De acordo com uma sondagem recente realizada pela Chronicle of Philantropy, um em cada três americanos declara não confiar em instituições de beneficência. Infelizmente, uma dose similar de desconfiança ao ler relatórios de impacto social de organizações sociais é altamente recomendável
POR LUÍS PLÁCIDO DOS SANTOS

Calouste Gulbenkian, o homem de negócios, coleccionador de arte e filantropo a quem Portugal deve a honra de ter uma Fundação constituída através do seu legado, fez fortuna devido à sua persistência e à sua capacidade negocial. No entanto, os biógrafos de Gulbenkian reconhecem que um outro traço de carácter contribuiu, em grande parte, para a riqueza que conseguiu acumular: a desconfiança. “Verifiquem! Verifiquem! Verifiquem!”, pedia Gulbenkian constantemente aos seus empregados.

Na Fundação Calouste Gulbenkian, temo-nos concentrado em construir um sistema de monitorização e avaliação de impacto social. Em linha com o espírito do nosso fundador, estamos comprometidos em verificar – e a tornar a verificar – o impacto social que estamos a produzir para a sociedade.

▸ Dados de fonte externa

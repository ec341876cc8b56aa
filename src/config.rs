use std::fs;
use std::path::Path;

use anyhow::{Context, Result};
use serde::Deserialize;

use crate::camera::{CameraConfig, ProjectionMode};
use crate::embed::EmbedderConfig;
use crate::graph::topology::TopologyConfig;
use crate::layout::LayoutConfig;

/// Everything tunable, loadable from a JSON file. Missing keys keep their defaults.
#[derive(Clone, Debug, Default, PartialEq, Deserialize)]
#[serde(default)]
pub struct AppConfig {
    pub mode: ProjectionMode,
    /// Anchor wheel zoom on the pointer instead of the viewport centre.
    pub zoom_to_pointer: bool,
    pub topology: TopologyConfig,
    pub layout: LayoutConfig,
    pub camera: CameraConfig,
    pub embedder: EmbedderConfig,
}

impl AppConfig {
    pub fn load(path: &Path) -> Result<Self> {
        let raw = fs::read_to_string(path)
            .with_context(|| format!("failed to read config {}", path.display()))?;
        Self::parse(&raw).with_context(|| format!("invalid config {}", path.display()))
    }

    pub fn parse(raw: &str) -> Result<Self> {
        let config: Self = serde_json::from_str(raw).context("invalid JSON")?;
        config.validate()?;
        Ok(config)
    }

    /// Rejects values that would break the camera or the simulation at runtime.
    pub fn validate(&self) -> Result<()> {
        self.topology.validate().context("invalid topology settings")?;
        self.layout.validate().context("invalid layout settings")?;
        self.camera.validate().context("invalid camera settings")?;
        Ok(())
    }
}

Enquanto estudava formas de avaliar o impacto social, deparei-me com a abordagem do “Retorno do Investimento Social” (SROI, na sigla em inglês). O SROI é uma metodologia que tem vindo a ser promovida por um número significativo de organizações do terceiro sector, bem como por entidades públicas e privadas. Em Portugal, a popularidade do SROI tem crescido significativamente nos últimos anos.

A metodologia SROI analisa as mudanças ocorridas decorrentes das actividades dos projectos sociais e contabiliza o seu impacto para todos os stakeholders. Um dos produtos finais de uma análise SROI é um rácio entre custos e benefícios. Por exemplo, um projecto social com um rácio de 3:1 significa que, por cada euro investido no projecto, foram gerados três euros em valor social.

Em linha com o espírito do nosso fundador, verifiquei o processo que conduz à produção de um rácio deste tipo. A verdade é que não levei muito tempo a suspeitar desta abordagem, na medida em que não me parecia ser nem intelectualmente rigorosa, nem suficientemente honesta.

Perguntará o leitor como pode uma metodologia de avaliação de impacto social pouco rigorosa e honesta tornar-se popular. De forma franca, acredito que serão duas as razões subjacentes à sua popularidade. A primeira delas é, seguramente, a ausência de conhecimento do que efectivamente é o SROI e as suas inconsistências.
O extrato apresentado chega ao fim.